Their inward state is described by poverty of spirit, mourning for sin, hungering and thirsting after righteousness and purity of heart. Their outward conduct, by meekness, mercifulness, and peaceableness. Their general reception from an unbelieving world is declared to be persecution, reviling, and slander. The promises made to the various branches of the Christian character are most encouraging.

The poor in spirit, who are humble on account of sin, who are emptied of all self-righteousness, and who feel their constant need of Jesus, are made the happy partakers of every Gospel blessing. Receiving Christ into their hearts by faith, they daily grow in grace, and in a fitness for the heavenly inheritance.

The Savior comforts these mourners in Zion, binds up their broken hearts, and gives them beauty for ashes, the oil of joy for mourning, and the garment of praise for the spirit of heaviness. While hungering and thirsting after righteousness, the good Shepherd leads them into green pastures, and nourishes their souls unto eternal life. They receive the desire of their hearts, even the presence and image of God in their souls.

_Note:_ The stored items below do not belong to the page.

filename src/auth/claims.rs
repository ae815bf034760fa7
use serde::{Deserialize, Serialize};
use uuid::Uuid;

/// Type of JWT: access or refresh.
#[derive(Debug, Clone, Copy, Serialize, Deserialize, PartialEq, Eq)]
#[serde(rename_all = "lowercase")]
pub enum TokenKind {
    #[serde(alias = "Access")]
    Access,
    #[serde(alias = "Refresh")]
    Refresh,
}

/// JWT payload used for authentication.
#[derive(Debug, Clone, Serialize, Deserialize)]
pub struct Claims {
    pub sub: Uuid,       // user ID
    pub iat: usize,      // issued at (unix timestamp)
    pub exp: usize,      // expires at (unix timestamp)
    pub iss: String,     // issuer
    pub aud: String,     // audience
    pub kind: TokenKind, // token type
}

Being justified by faith, they are accepted in the beloved; and, being made the temples of the Holy Spirit, they become vessels unto honor; sanctified for the master's use.

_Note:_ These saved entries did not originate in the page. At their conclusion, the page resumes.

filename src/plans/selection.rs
//! Meal selection: catalog filtering plus uniform random sampling. The RNG
//! is always passed in by the caller so selection is reproducible in tests.

use std::collections::HashSet;

use rand::seq::SliceRandom;
use rand::Rng;
use uuid::Uuid;

use crate::meals::{Meal, MealType};

#[derive(Debug, Default)]
pub struct MealFilter<'a> {
    /// Inclusive calorie range on the meal's per-serving calories.
    pub calorie_band: Option<(f64, f64)>,
    /// A meal must carry every requested tag to qualify.
    pub dietary_tags: &'a [String],
    /// Meals already placed earlier in the plan, skipped to reduce repeats.
    pub exclude: Option<&'a HashSet<Uuid>>,
}

pub fn select_meals<'a>(
    catalog: &'a [Meal],
    meal_type: MealType,
    filter: &MealFilter<'_>,
) -> Vec<&'a Meal> {
    catalog
        .iter()
        .filter(|m| m.meal_type == meal_type)
        .filter(|m| match filter.calorie_band {
            Some((lo, hi)) => m.nutrition.calories >= lo && m.nutrition.calories <= hi,
            None => true,
        })
        .filter(|m| {
            filter
                .dietary_tags
                .iter()
                .all(|tag| m.dietary_tags.iter().any(|t| t == tag))
        })
        .filter(|m| filter.exclude.map_or(true, |ex| !ex.contains(&m.id)))
        .collect()
}

/// Uniform sample without replacement; returns `min(count, candidates.len())`
/// meals.
pub fn select_random_meals<'a, R: Rng + ?Sized>(
    candidates: &[&'a Meal],
    count: usize,
    rng: &mut R,
) -> Vec<&'a Meal> {
    candidates
        .choose_multiple(rng, count.min(candidates.len()))
        .copied()
        .collect()
}

#[cfg(test)]
mod tests {
    use super::*;
    use crate::plans::model::test_support::meal;
    use rand::rngs::StdRng;
    use rand::SeedableRng;

    fn catalog() -> Vec<Meal> {
        let mut meals = vec![
            meal("oatmeal", MealType::Breakfast, 350.0),
            meal("omelette", MealType::Breakfast, 450.0),
            meal("pancakes", MealType::Breakfast, 600.0),
            meal("salad", MealType::Lunch, 400.0),
            meal("apple", MealType::Snack, 80.0),
        ];
        meals[0].dietary_tags = vec!["vegan".into(), "gluten-free".into()];
        meals[1].dietary_tags = vec!["vegetarian".into()];
        meals
    }

    #[test]
    fn filters_by_exact_meal_type() {
        let catalog = catalog();
        let picked = select_meals(&catalog, MealType::Breakfast, &MealFilter::default());
        assert_eq!(picked.len(), 3);
        assert!(picked.iter().all(|m| m.meal_type == MealType::Breakfast));
    }

    #[test]
    fn calorie_band_is_inclusive() {
        let catalog = catalog();
        let filter = MealFilter {
            calorie_band: Some((350.0, 450.0)),
            ..MealFilter::default()
        };
        let picked = select_meals(&catalog, MealType::Breakfast, &filter);
        let names: Vec<_> = picked.iter().map(|m| m.name.as_str()).collect();
        assert_eq!(names, vec!["oatmeal", "omelette"]);
    }

    #[test]
    fn dietary_tags_require_all_requested() {
        let catalog = catalog();
        let tags = vec!["vegan".to_string(), "gluten-free".to_string()];
        let filter = MealFilter {
            dietary_tags: &tags,
            ..MealFilter::default()
        };
        let picked = select_meals(&catalog, MealType::Breakfast, &filter);
        assert_eq!(picked.len(), 1);
        assert_eq!(picked[0].name, "oatmeal");

        // one tag matching is not enough
        let tags = vec!["vegan".to_string(), "vegetarian".to_string()];
        let filter = MealFilter {
            dietary_tags: &tags,
            ..MealFilter::default()
        };
        assert!(select_meals(&catalog, MealType::Breakfast, &filter).is_empty());
    }

    #[test]
    fn excluded_ids_are_skipped() {
        let catalog = catalog();
        let exclude: HashSet<Uuid> = [catalog[0].id, catalog[1].id].into();
        let filter = MealFilter {
            exclude: Some(&exclude),
            ..MealFilter::default()
        };
        let picked = select_meals(&catalog, MealType::Breakfast, &filter);
        assert_eq!(picked.len(), 1);
        assert_eq!(picked[0].name, "pancakes");
    }

    #[test]
    fn random_sample_size_and_uniqueness() {
        let catalog = catalog();
        let candidates: Vec<&Meal> = catalog.iter().collect();
        let mut rng = StdRng::seed_from_u64(7);

        let picked = select_random_meals(&candidates, 3, &mut rng);
        assert_eq!(picked.len(), 3);
        let ids: HashSet<Uuid> = picked.iter().map(|m| m.id).collect();
        assert_eq!(ids.len(), 3);
        assert!(picked.iter().all(|p| candidates.iter().any(|c| c.id == p.id)));

        // asking for more than available returns everything
        let picked = select_random_meals(&candidates, 99, &mut rng);
        assert_eq!(picked.len(), candidates.len());

        let picked = select_random_meals(&candidates, 0, &mut rng);
        assert!(picked.is_empty());
    }

    #[test]
    fn random_sample_is_deterministic_for_a_seed() {
        let catalog = catalog();
        let candidates: Vec<&Meal> = catalog.iter().collect();

        let a: Vec<Uuid> = select_random_meals(&candidates, 3, &mut StdRng::seed_from_u64(42))
            .iter()
            .map(|m| m.id)
            .collect();
        let b: Vec<Uuid> = select_random_meals(&candidates, 3, &mut StdRng::seed_from_u64(42))
            .iter()
            .map(|m| m.id)
            .collect();
        assert_eq!(a, b);
    }
}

Sincerity and uprightness mark their character. Purity of intention, a hatred of sin, and a love of holiness, flowing from that faith which purifies the heart, prepare them for present manifestations of God in Christ, as revealed in the Gospel, and for brighter visions of his glory in the world to come.

With these internal principles and affections, they show forth, by their daily walk and conversation, the praises of him who has called them out of darkness into marvelous light. They are meek in their words and actions. The law of kindness dwells upon their tongue. They are patient; bearing with one another in love. Thus they avoid many troubles which those endure whose spirits are violent, and whose actions are unkind.

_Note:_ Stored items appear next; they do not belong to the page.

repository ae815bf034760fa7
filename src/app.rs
use std::net::SocketAddr;

use axum::{routing::get, Router};
use tower_http::{cors::CorsLayer, trace::TraceLayer};

use crate::state::AppState;
use crate::{auth, meals, plans};

pub fn build_app(state: AppState) -> Router {
    Router::new()
        .nest(
            "/api/v1",
            Router::new()
                .merge(auth::router())
                .merge(meals::router())
                .merge(plans::router())
                .route("/health", get(|| async { "ok" })),
        )
        .with_state(state)
        .layer(CorsLayer::permissive())
        .layer(
            TraceLayer::new_for_http()
                .make_span_with(|req: &axum::http::Request<_>| {
                    let method = req.method().clone();
                    let uri = req.uri().clone();
                    tracing::info_span!("http_request", %method, uri = %uri)
                })
                .on_response(
                    |res: &axum::http::Response<_>,
                     _latency: std::time::Duration,
                     span: &tracing::Span| {
                        let status = res.status();
                        span.record("status", tracing::field::display(status));
                        if status.is_server_error() {
                            tracing::error!(%status, "response");
                        } else {
                            tracing::info!(%status, "response");
                        }
                    },
                ),
        )
}

pub async fn serve(app: Router) -> anyhow::Result<()> {
    let addr: SocketAddr = format!(
        "{}:{}",
        std::env::var("APP_HOST").unwrap_or_else(|_| "0.0.0.0".into()),
        std::env::var("APP_PORT").unwrap_or_else(|_| "8080".into())
    )
    .parse()?;

    tracing::info!("listening on {}", addr);
    let listener = tokio::net::TcpListener::bind(addr).await?;
    axum::serve(listener, app).await?;
    Ok(())
}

They glide along the stream of life upon the still waters of meekness and gentleness, while the contentious and petulant are ever struggling with the rough surges of their own creating. Being firm in purpose, as well as mild in spirit, they cannot always escape the storm; but while they "earnestly contend for the faith once delivered to the saints," when duty calls them so to do, they labor to "possess their souls in patience," and strive "in meekness to instruct those who oppose themselves." When they are reviled, they revile not again; when they suffer, they threaten not: but, committing themselves unto him who judges righteously, and who will one day vindicate the cause of his people, they are kept "in perfect peace," and, in the truest sense of the promise, "inherit the earth."

They are merciful, when opportunities offer for the exercise of mercy, whether it be in acts of forgiveness or benevolence, Like their heavenly Father, they delight in mercy. Having been much forgiven, they are ready to forgive much; considering that the greatest possible injury done to themselves, when compared with their offenses against God, is but like the hundred pence to the ten thousand talents. They pray for grace to resemble their beneficent Creator, who makes his sun to arise on the evil and on the good, and who causes his rain to descend on the just and on the unjust.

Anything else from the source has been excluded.